* [EXERCISE GOAL]: The response must contain every line below in which "Option" appears.

* [DATA RECORDS]:
impl LineString {
    /// Build from vertices. All vertices must share one dimensionality;
    /// vertex SRIDs are not authoritative and are ignored.
    pub fn new(points: Vec<Point>, srid: Option<i32>) -> Result<Self> {
        let mut head = Head {
            srid,
            ..Head::default()
        };
        for (i, p) in points.iter().enumerate() {
            fold_dims(&mut head, &p.head, i == 0, "line string vertices")?;
        }
        Ok(LineString { head, points })
    }

    pub(crate) fn from_raw(head: Head, points: Vec<Point>) -> Self {
        LineString { head, points }
    }

    /// Vertices of the line string.
    pub fn points(&self) -> &[Point] {
        &self.points
    }

    pub fn len(&self) -> usize {
        self.points.len()
    }

    pub fn is_empty(&self) -> bool {
        self.points.is_empty()
    }

    pub(crate) fn lift_z(&mut self) -> Result<()> {
        self.head.dimz = true;
        for p in &mut self.points {
            p.lift_z()?;
        }
        Ok(())
    }

    pub(crate) fn lift_m(&mut self) -> Result<()> {
        self.head.dimm = true;
        for p in &mut self.points {
            p.lift_m()?;
        }
        Ok(())
    }
}

impl_common!(LineString, LineString);

// --- Polygon

#[derive(Debug, Clone, PartialEq)]
pub struct Polygon {
    pub(crate) head: Head,
    pub(crate) rings: Vec<LineString>,
}

impl Polygon {
    /// Build from linear rings. The first ring is the exterior by
    /// convention; closure and orientation are not validated. Ring SRIDs
    /// are ignored.
    pub fn new(rings: Vec<LineString>, srid: Option<i32>) -> Result<Self> {
        let mut head = Head {
            srid,
            ..Head::default()
        };
        for (i, r) in rings.iter().enumerate() {
            fold_dims(&mut head, &r.head, i == 0, "polygon rings")?;
        }
        Ok(Polygon { head, rings })
    }

    pub(crate) fn from_raw(head: Head, rings: Vec<LineString>) -> Self {
        Polygon { head, rings }
    }

    pub fn rings(&self) -> &[LineString] {
        &self.rings
    }

    /// The exterior ring, by convention the first one.
    pub fn exterior(&self) -> Option<&LineString> {
        self.rings.first()
    }

    /// Interior rings (holes).
    pub fn interiors(&self) -> &[LineString] {
        self.rings.get(1..).unwrap_or_default()
    }

    pub fn len(&self) -> usize {
        self.rings.len()
    }

    pub fn is_empty(&self) -> bool {
        self.rings.is_empty()
    }

    pub(crate) fn lift_z(&mut self) -> Result<()> {
        self.head.dimz = true;
        for r in &mut self.rings {
            r.lift_z()?;
        }
        Ok(())
    }

    pub(crate) fn lift_m(&mut self) -> Result<()> {
        self.head.dimm = true;
        for r in &mut self.rings {
            r.lift_m()?;
        }
        Ok(())
    }
}

impl_common!(Polygon, Polygon);

// --- Typed multigeometries

macro_rules! multi_type {
    ($(#[$doc:meta])* $name:ident, $item:ident, $field:ident, $tag:ident, $kind:literal) => {
        $(#[$doc])*
        #[derive(Debug, Clone, PartialEq)]
        pub struct $name {
            pub(crate) head: Head,
            pub(crate) $field: Vec<$item>,
        }

        impl $name {
            /// Build from members, resolving the container SRID and
            /// dimensionality against theirs.
            pub fn new($field: Vec<$item>, srid: Option<i32>) -> Result<Self> {
                let mut head = Head { srid, ..Head::default() };
                for (i, g) in $field.iter().enumerate() {
                    admit_member(&mut head, &g.head, i == 0, $kind)?;
                }
                Ok($name { head, $field })
            }

            pub(crate) fn from_raw(head: Head, $field: Vec<$item>) -> Self {
                $name { head, $field }
            }

            pub fn $field(&self) -> &[$item] {
                &self.$field
            }

            pub fn len(&self) -> usize {
                self.$field.len()
            }

            pub fn is_empty(&self) -> bool {
                self.$field.is_empty()
            }

            pub fn iter(&self) -> std::slice::Iter<'_, $item> {
                self.$field.iter()
            }

            /// Append a member after validating its SRID and dimensionality
            /// against the container's.
            pub fn append(&mut self, member: $item) -> Result<()> {
                admit_member(&mut self.head, &member.head, self.$field.is_empty(), $kind)?;
                self.$field.push(member);
                Ok(())
            }

            /// Remove and return the last member.
            pub fn pop(&mut self) -> Option<$item> {
                self.$field.pop()
            }

            /// Remove and return the member at `index`, or `None` when out
            /// of range.
            pub fn remove(&mut self, index: usize) -> Option<$item> {
                (index < self.$field.len()).then(|| self.$field.remove(index))
            }

            pub(crate) fn lift_z(&mut self) -> Result<()> {
                self.head.dimz = true;
                for g in &mut self.$field {
                    g.lift_z()?;
                }
                Ok(())
            }

            pub(crate) fn lift_m(&mut self) -> Result<()> {
                self.head.dimm = true;
                for g in &mut self.$field {
                    g.lift_m()?;
                }
                Ok(())
            }
        }

        impl std::ops::Index<usize> for $name {
            type Output = $item;

            fn index(&self, index: usize) -> &$item {
                &self.$field[index]
            }
        }

        impl<'a> IntoIterator for &'a $name {
            type Item = &'a $item;
            type IntoIter = std::slice::Iter<'a, $item>;

            fn into_iter(self) -> Self::IntoIter {
                self.$field.iter()
            }
        }

        impl_common!($name, $tag);
    };
}

multi_type!(
    /// An ordered set of points.
    MultiPoint, Point, points, MultiPoint, "multi point"
);
multi_type!(
    /// An ordered set of line strings.
    MultiLineString, LineString, lines, MultiLineString, "multi line string"
);
multi_type!(
    /// An ordered set of polygons.
    MultiPolygon, Polygon, polygons, MultiPolygon, "multi polygon"
);

// --- GeometryCollection

/// An ordered set of arbitrary geometries sharing SRID and dimensionality.
#[derive(Debug, Clone, PartialEq)]
pub struct GeometryCollection {
    pub(crate) head: Head,
    pub(crate) geometries: Vec<Geometry>,
}

impl GeometryCollection {
    /// Build from members of any class, resolving the container SRID and
    /// dimensionality against theirs.
    pub fn new(geometries: Vec<Geometry>, srid: Option<i32>) -> Result<Self> {
        let mut head = Head {
            srid,
            ..Head::default()
        };
        for (i, g) in geometries.iter().enumerate() {
            admit_member(&mut head, &g.head(), i == 0, "geometry collection")?;
        }
        Ok(GeometryCollection { head, geometries })
    }

    pub(crate) fn from_raw(head: Head, geometries: Vec<Geometry>) -> Self {
        GeometryCollection { head, geometries }
    }

    pub fn geometries(&self) -> &[Geometry] {
        &self.geometries
    }

    pub(crate) fn geometries_mut(&mut self) -> &mut [Geometry] {
        &mut self.geometries
    }

    pub fn len(&self) -> usize {
        self.geometries.len()
    }

    pub fn is_empty(&self) -> bool {
        self.geometries.is_empty()
    }

    pub fn iter(&self) -> std::slice::Iter<'_, Geometry> {
        self.geometries.iter()
    }

    /// Append a geometry of any class after validating its SRID and
    /// dimensionality against the container's.
    pub fn append(&mut self, geometry: impl Into<Geometry>) -> Result<()> {
        let geometry = geometry.into();
        admit_member(
            &mut self.head,
            &geometry.head(),
            self.geometries.is_empty(),
            "geometry collection",
        )?;
        self.geometries.push(geometry);
        Ok(())
    }

    /// Remove and return the last member.
    pub fn pop(&mut self) -> Option<Geometry> {
        self.geometries.pop()
    }

    /// Remove and return the member at `index`, or `None` when out of range.
    pub fn remove(&mut self, index: usize) -> Option<Geometry> {
        (index < self.geometries.len()).then(|| self.geometries.remove(index))
    }

    pub(crate) fn lift_z(&mut self) -> Result<()> {
        self.head.dimz = true;
        for g in &mut self.geometries {
            g.lift_z()?;
        }
        Ok(())
    }

    pub(crate) fn lift_m(&mut self) -> Result<()> {
        self.head.dimm = true;
        for g in &mut self.geometries {
            g.lift_m()?;
        }
        Ok(())
    }
}

impl std::ops::Index<usize> for GeometryCollection {
    type Output = Geometry;

    fn index(&self, index: usize) -> &Geometry {
        &self.geometries[index]
    }
}

impl<'a> IntoIterator for &'a GeometryCollection {
    type Item = &'a Geometry;
    type IntoIter = std::slice::Iter<'a, Geometry>;

    fn into_iter(self) -> Self::IntoIter {
        self.geometries.iter()
    }
}

impl_common!(GeometryCollection, GeometryCollection);

// --- Closed sum over the seven variants

/// A fully materialized geometry of any class.
#[derive(Debug, Clone, PartialEq)]
pub enum GeometryValue {
    Point(Point),
    LineString(LineString),
    Polygon(Polygon),
    MultiPoint(MultiPoint),
    MultiLineString(MultiLineString),
    MultiPolygon(MultiPolygon),
    GeometryCollection(GeometryCollection),
}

* [YOUR RESPONSE]:
    pub fn new(points: Vec<Point>, srid: Option<i32>) -> Result<Self> {
    pub fn new(rings: Vec<LineString>, srid: Option<i32>) -> Result<Self> {
    pub fn exterior(&self) -> Option<&LineString> {
            pub fn new($field: Vec<$item>, srid: Option<i32>) -> Result<Self> {
            pub fn pop(&mut self) -> Option<$item> {
            pub fn remove(&mut self, index: usize) -> Option<$item> {
    pub fn new(geometries: Vec<Geometry>, srid: Option<i32>) -> Result<Self> {
    pub fn pop(&mut self) -> Option<Geometry> {
    pub fn remove(&mut self, index: usize) -> Option<Geometry> {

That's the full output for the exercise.